PrimarkDa setzt das Gehirn aus

Bei Primark kaufen immer nur die anderen? Stimmt nicht, zeigt eine Untersuchung. Egal, wer dort kauft: Bei billiger Mode wird vielen Moral plötzlich egal. Warum? Nachgefragt in einer Berliner Filiale.

Primark ist die Modekette gegen den Nachhaltigkeits-Trend, während andere auf Fair Trade, Bio und Organic setzen, zählt hier nur billig. Das Unternehmen expandiert europaweit, das Geschäft läuft wie geschmiert. Auf der anderen Seite werden die Produktionsbedingungen der Kaufhauskette immer wieder kritisiert von NGOs, Sozialbündnissen und selbst dem Kölner Kardinal Rainer Maria Woelki.

In der Filiale am Alexander Platz in Berlin wird das allerdings ausgeblendet, obwohl die meisten Kunden wissen, unter welchen Bedingungen die T-Shirts, Kleider und Taschen für drei Euro hergestellt werden.

"Bei Primark gehst du rein, siehst die günstigen Preise und da setzt das Gehirn aus.“
Frida, Schülerin

Für ihre Abschlussarbeit an der Uni Würzburg hat Natalie Wäsch das Kaufverhalten von 170 Kunden analysiert. Mehr als drei Viertel sind Schülerinnen, Schüler und Studierende. Dabei sind den meisten die ausbeuterischen Produktionsbedingungen bekannt - spätestens seit 2013 beim Einsturz einer Textilfabrik in Bangladesh über 1.000 Arbeiter starben. Einfluss auf ihr Einkaufsverhalten hat das aber kaum. Ein Argument: wir brauchten "nur mal eben" etwas für die Motto-Party, den Karneval oder den Urlaub.

Fette Ausbeute: Für nur 30 Euro kann man bei Primark volle Taschen heraustragen. Dass es dabei nicht ganz fair zu gehen kann, wissen die meisten, blenden es aber aus.

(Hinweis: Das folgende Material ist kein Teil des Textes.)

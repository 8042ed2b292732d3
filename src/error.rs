use std::path::PathBuf;

#[derive(Debug, thiserror::Error)]
pub enum TraybridgeError {
    #[error("unsafe identifier: {value:?}")]
    UnsafeId { value: String },

    #[error("malformed record at {path}: {reason}")]
    MalformedRecord { path: PathBuf, reason: String },

    #[error("state directory error: {reason}")]
    StateDir { reason: String },

    #[error("hook input error: {reason}")]
    HookInput { reason: String },

    #[error("config parse error in {path}: {reason}")]
    ConfigParse { path: PathBuf, reason: String },

    #[error("io error: {0}")]
    Io(#[from] std::io::Error),

    #[error("json error: {0}")]
    Json(#[from] serde_json::Error),
}

pub type Result<T> = std::result::Result<T, TraybridgeError>;
//! The responder's poll engine: one `tick` runs the sweeps that are due,
//! then projects the state tree into an immutable snapshot for display.
//!
//! The snapshot is derived from session records only. Pending request files
//! feed the per-session detail, never the aggregate attention level, so a
//! stray pending file can never light up the tray on its own.

use crate::config::Config;
use crate::discovery::{self, ProcessScanner};
use crate::gc;
use crate::liveness::Liveness;
use crate::store::{self, SessionStatus, StateDir};

/// Stale-session sweeps are expensive relative to the others and the stale
/// threshold is measured in hours, so they run on startup and then every
/// 300 ticks (ten minutes at the default tick).
const STALE_SWEEP_EVERY: u64 = 300;

/// What the tray icon should convey. Absent entirely when no sessions are
/// tracked; otherwise the most urgent level across sessions wins.
#[derive(Debug, Clone, Copy, PartialEq, Eq, PartialOrd, Ord)]
pub enum Attention {
    /// At least one session is working; nothing needs the human.
    Working,
    /// A session finished or went idle and is waiting for input.
    Resting,
    /// A permission decision is pending.
    Permission,
    /// A question is pending.
    Question,
}

impl Attention {
    fn of(status: SessionStatus) -> Self {
        match status {
            SessionStatus::Question => Attention::Question,
            SessionStatus::Permission => Attention::Permission,
            SessionStatus::Done | SessionStatus::Idle => Attention::Resting,
            SessionStatus::Working => Attention::Working,
        }
    }
}

/// One session as the tray shows it.
#[derive(Debug, Clone, PartialEq, Eq)]
pub struct SessionView {
    pub session_id: String,
    pub project_name: String,
    pub status: SessionStatus,
    pub waiting_for: Option<String>,
    /// Requests currently awaiting a human action.
    pub pending: usize,
}

/// The full display state after one tick. `PartialEq` so the watch loop can
/// cheaply skip redraws when nothing changed.
#[derive(Debug, Clone, PartialEq, Eq, Default)]
pub struct Snapshot {
    pub sessions: Vec<SessionView>,
    pub attention: Option<Attention>,
}

impl Snapshot {
    fn aggregate(sessions: Vec<SessionView>) -> Self {
        let attention = sessions.iter().map(|s| Attention::of(s.status)).max();
        Self {
            sessions,
            attention,
        }
    }
}

/// Drives sweeps and discovery on a schedule and produces snapshots.
/// Single-owner: exactly one poller runs per state root.
pub struct Poller {
    config: Config,
    state: StateDir,
    ticks: u64,
}

impl Poller {
    pub fn new(config: Config) -> Self {
        let state = StateDir::new(&config);
        Self {
            config,
            state,
            ticks: 0,
        }
    }

    pub fn state(&self) -> &StateDir {
        &self.state
    }

    /// One poll cycle. Sweeps run before the projection so a snapshot never
    /// shows a session that was just collected.
    pub fn tick(&mut self, liveness: &dyn Liveness, scanner: &dyn ProcessScanner) -> Snapshot {
        if self.ticks % STALE_SWEEP_EVERY == 0 {
            gc::sweep_stale_sessions(&self.state, &self.config);
        }
        gc::sweep_dead_sessions(&self.state, liveness);
        gc::sweep_stale_pending(&self.state, liveness);

        if self.ticks % self.config.discovery_every == 0 {
            discovery::discover_sessions(&self.state, &self.config, scanner);
        }
        self.ticks += 1;

        self.snapshot()
    }

    /// Project the current state tree without sweeping.
    pub fn snapshot(&self) -> Snapshot {
        let mut sessions = Vec::new();
        for session_id in self.state.list_session_ids() {
            let info = match store::load_session(&self.state, &session_id) {
                Ok(Some(info)) => info,
                // Unreadable records are the stale sweep's problem; skip.
                _ => continue,
            };
            sessions.push(SessionView {
                pending: store::list_pending(&self.state, &session_id).len(),
                session_id: info.session_id,
                project_name: info.project_name,
                status: info.status,
                waiting_for: info.waiting_for,
            });
        }
        Snapshot::aggregate(sessions)
    }
}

Ein anderes Argument: es gebe so viele Einzelteile für wenig Geld. Dass man die Sachen dann nur kurz tragen kann, wird sogar eher positiv gesehen. So könne man eben häufiger aktuelle Mode kaufen. Es ist nicht nur die Lust am Konsum, die siegt. Noch etwas schwingt bei den Primark-Käufern mit, besonders denen, die beim Rausgehen schamhaft die Primark-Tüte verstecken: Unsicherheit. Wo kann ich denn kaufen, wenn nicht hier? Ist es nicht überall das Gleiche?

"H & M und Zara stellen ihre Kleidung genauso her, dort zahle ich nur ein bisschen mehr.“
Katharina, Studentin

Ein Anknüpfungspunkt könnte sein, nicht die negative Konsequenzen aufzuzeigen, sondern eher auf Alternativen und sichtbare Qualitätssiegel zu setzen. Das meint auch Natalia Wösch: "Die meisten Kampagnen von NGOs zeigen, was alles Schreckliches passieren kann, wenn man nicht nachhaltige Kleidung kauft".

“We didn’t think too much about it, but I’d be interested in learning more about sustainability. Especially because it’s so cheap I’m pretty sure it was made in the sweatshop.”
Kay und Casey, Psychologiestudentinnen aus New York

Gestärkt werden könnten Orientierung und Positivbeispiele zum Beispiel durch Bewertungsportale für Nachhaltigkeit. Das ist aber nicht alles. Die Kampagne für Saubere Kleidung fordert beispielsweise Textilsiegel, Transparenz, Kontrollen auch von staatlicher Seite. Die Crux beim Thema bleibt, dass auch niemand die Arbeitsplätze der Textilarbeiter gefährden will. Nur fair sollte es sein. Ab einem bestimmten Niedrigpreis wird das jedoch sehr schwierig.